Rethinking Surplus and Sovereignty
We are entering a phase where surplus is no longer easy or automatic. The declining EROEI of fossil systems compresses the energy available for discretionary and redistributive functions. This has implications for everything from welfare states to military budgets. Renewable systems can deliver sustainable EROEI, but require a restructuring of how surplus is generated, stored and allocated. China dominates renewable tech supply chains (solar panels, batteries and EV motors) and downstream capabilities in green hydrogen are now expanding rapidly. Russia and the Middle East still dominate low-cost oil and gas exports. The U.S. is caught between declining domestic high-EROEI production, a need to transition faster to higher EROEI options and political constraints on reshoring or diversifying energy supply chains.

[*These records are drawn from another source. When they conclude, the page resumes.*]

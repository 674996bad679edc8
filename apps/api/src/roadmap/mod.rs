// Placement Prep: AI-generated learning roadmaps with checklist progress.
// Generation goes through llm_client and falls back to static templates;
// every roadmap is enriched from the learning-resource catalog before it is stored.

pub mod enrich;
pub mod fallback;
pub mod generator;
pub mod handlers;
pub mod prompts;
pub mod store;

use serde::{Deserialize, Serialize};
use serde_json::Value;

pub const UNTITLED_SECTION: &str = "Untitled Section";
pub const DEFAULT_RESOURCE_LABEL: &str = "Resource";

#[derive(Debug, Clone, PartialEq, Eq, Serialize, Deserialize)]
pub struct Resource {
    pub label: String,
    pub url: String,
}

#[derive(Debug, Clone, PartialEq, Eq, Serialize, Deserialize)]
pub struct RoadmapItem {
    pub text: String,
    #[serde(default)]
    pub completed: bool,
    #[serde(default)]
    pub resources: Vec<Resource>,
}

#[derive(Debug, Clone, PartialEq, Eq, Serialize, Deserialize)]
pub struct RoadmapSection {
    pub title: String,
    #[serde(default)]
    pub items: Vec<RoadmapItem>,
}

/// Checklist completion summary shown next to a roadmap.
#[derive(Debug, Clone, Copy, PartialEq, Eq, Serialize)]
pub struct RoadmapProgress {
    pub completed: usize,
    pub total: usize,
    pub percent: u8,
}

impl RoadmapProgress {
    pub fn of(sections: &[RoadmapSection]) -> Self {
        let items = sections.iter().flat_map(|s| s.items.iter());
        let (completed, total) =
            items.fold((0, 0), |(done, total), item| (done + item.completed as usize, total + 1));
        let percent = if total == 0 {
            0
        } else {
            ((completed as f64 / total as f64) * 100.0).round() as u8
        };
        RoadmapProgress {
            completed,
            total,
            percent,
        }
    }
}

/// Domains are matched exactly after trimming; the lowercase form is only
/// used for template and catalog lookups.
pub fn normalize_domain(domain: &str) -> String {
    domain.trim().to_string()
}

/// Whether `completed` flags from the input survive sanitising.
#[derive(Debug, Clone, Copy, PartialEq, Eq)]
pub enum CompletedFlags {
    /// AI output: every item starts unchecked.
    Reset,
    /// Client progress updates.
    Keep,
}

/// Rebuilds sections from untrusted JSON (LLM output or a client PATCH body),
/// keeping only title, text, completion and resources.
pub fn sanitize_sections(raw: &[Value], flags: CompletedFlags) -> Vec<RoadmapSection> {
    raw.iter()
        .map(|section| {
            let title = loose_text(section.get("title"));
            RoadmapSection {
                title: if title.is_empty() {
                    UNTITLED_SECTION.to_string()
                } else {
                    title
                },
                items: section
                    .get("items")
                    .and_then(Value::as_array)
                    .map(|items| {
                        items
                            .iter()
                            .filter_map(|item| sanitize_item(item, flags))
                            .collect()
                    })
                    .unwrap_or_default(),
            }
        })
        .collect()
}

fn sanitize_item(raw: &Value, flags: CompletedFlags) -> Option<RoadmapItem> {
    let item = match raw {
        Value::String(text) => RoadmapItem {
            text: text.trim().to_string(),
            completed: false,
            resources: vec![],
        },
        _ => RoadmapItem {
            text: loose_text(raw.get("text")),
            completed: flags == CompletedFlags::Keep && truthy(raw.get("completed")),
            resources: raw
                .get("resources")
                .and_then(Value::as_array)
                .map(|rs| rs.iter().filter_map(sanitize_resource).collect())
                .unwrap_or_default(),
        },
    };
    // Items without text cannot be shown as a checklist entry.
    (!item.text.is_empty()).then_some(item)
}

fn sanitize_resource(raw: &Value) -> Option<Resource> {
    let url = loose_text(raw.get("url"));
    if url.is_empty() {
        return None;
    }
    let label = loose_text(raw.get("label"));
    Some(Resource {
        label: if label.is_empty() {
            DEFAULT_RESOURCE_LABEL.to_string()
        } else {
            label
        },
        url,
    })
}

/// Lenient string coercion for model output: numbers and booleans are
/// stringified, containers and null count as empty.
fn loose_text(value: Option<&Value>) -> String {
    match value {
        Some(Value::String(s)) => s.trim().to_string(),
        Some(Value::Number(n)) => n.to_string(),
        Some(Value::Bool(true)) => "true".to_string(),
        _ => String::new(),
    }
}

fn truthy(value: Option<&Value>) -> bool {
    match value {
        None | Some(Value::Null) => false,
        Some(Value::Bool(b)) => *b,
        Some(Value::Number(n)) => n.as_f64().map(|f| f != 0.0).unwrap_or(false),
        Some(Value::String(s)) => !s.is_empty(),
        Some(Value::Array(_)) | Some(Value::Object(_)) => true,
    }
}
use serde_json::Value;
use sqlx::types::Json;
use sqlx::PgPool;
use uuid::Uuid;

use crate::errors::AppError;
use crate::models::user::UserRow;

/// Fields needed to create a user row. `password_hash` is already hashed.
pub struct NewUser<'a> {
    pub name: &'a str,
    pub email: &'a str,
    pub password_hash: &'a str,
    pub dob: Option<&'a str>,
    pub gender: Option<&'a str>,
}

pub async fn find_user_by_email(pool: &PgPool, email: &str) -> Result<Option<UserRow>, AppError> {
    Ok(
        sqlx::query_as::<_, UserRow>("SELECT * FROM users WHERE email = $1")
            .bind(email)
            .fetch_optional(pool)
            .await?,
    )
}

pub async fn find_user_by_id(pool: &PgPool, id: Uuid) -> Result<Option<UserRow>, AppError> {
    Ok(
        sqlx::query_as::<_, UserRow>("SELECT * FROM users WHERE id = $1")
            .bind(id)
            .fetch_optional(pool)
            .await?,
    )
}

/// Inserts a new student account. A concurrent signup with the same email
/// surfaces as the same validation error as the pre-check.
pub async fn insert_user(pool: &PgPool, user: NewUser<'_>) -> Result<UserRow, AppError> {
    sqlx::query_as::<_, UserRow>(
        r#"
        INSERT INTO users (id, name, email, password_hash, role, dob, gender)
        VALUES ($1, $2, $3, $4, 'student', $5, $6)
        RETURNING *
        "#,
    )
    .bind(Uuid::new_v4())
    .bind(user.name)
    .bind(user.email)
    .bind(user.password_hash)
    .bind(user.dob)
    .bind(user.gender)
    .fetch_one(pool)
    .await
    .map_err(|e| match &e {
        sqlx::Error::Database(db) if db.is_unique_violation() => {
            AppError::Validation("User already exists".to_string())
        }
        _ => AppError::Database(e),
    })
}

/// Replaces the free-form profile document and marks the user as having one.
pub async fn replace_profile(
    pool: &PgPool,
    user_id: Uuid,
    profile: &Value,
) -> Result<Option<UserRow>, AppError> {
    Ok(sqlx::query_as::<_, UserRow>(
        r#"
        UPDATE users
        SET profile = $2, has_profile = TRUE, updated_at = NOW()
        WHERE id = $1
        RETURNING *
        "#,
    )
    .bind(user_id)
    .bind(Json(profile))
    .fetch_optional(pool)
    .await?)
}

/// Shallow-merges `patch` into the stored profile document.
pub async fn merge_profile(
    pool: &PgPool,
    user_id: Uuid,
    patch: &Value,
) -> Result<Option<UserRow>, AppError> {
    Ok(sqlx::query_as::<_, UserRow>(
        r#"
        UPDATE users
        SET profile = profile || $2, has_profile = TRUE, updated_at = NOW()
        WHERE id = $1
        RETURNING *
        "#,
    )
    .bind(user_id)
    .bind(Json(patch))
    .fetch_optional(pool)
    .await?)
}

SEV helps us understand this not merely as a technical matter, but as a transformation in the very logic of value. Fossil systems produce fast surplus but deplete their basis. Renewable systems produce slow surplus, but with perpetual potential, if well managed. The challenge is not whether renewables “work,” but whether political and economic institutions are capable of managing this temporal shift.
The findings from Sahin et al. decisively rebut the claim that 100% renewable systems are unworkable from a net energy standpoint. But more importantly, they invite us to rethink the purpose of energy systems altogether. Under the SEV framework, energy is not just a technical input or a traded commodity. As I have been at pains to argue, it is the substrate of value circulation itself.
As EROEI trends diverge between fossil and renewable regimes, the stakes are not just economic or environmental. They are civilisational. Which systems will be able to sustain complex exchange relations, social cohesion and sovereignty in the decades ahead? The answer, increasingly, depends not only on who has the most energy today, but who has the most energy return from the system they choose to build.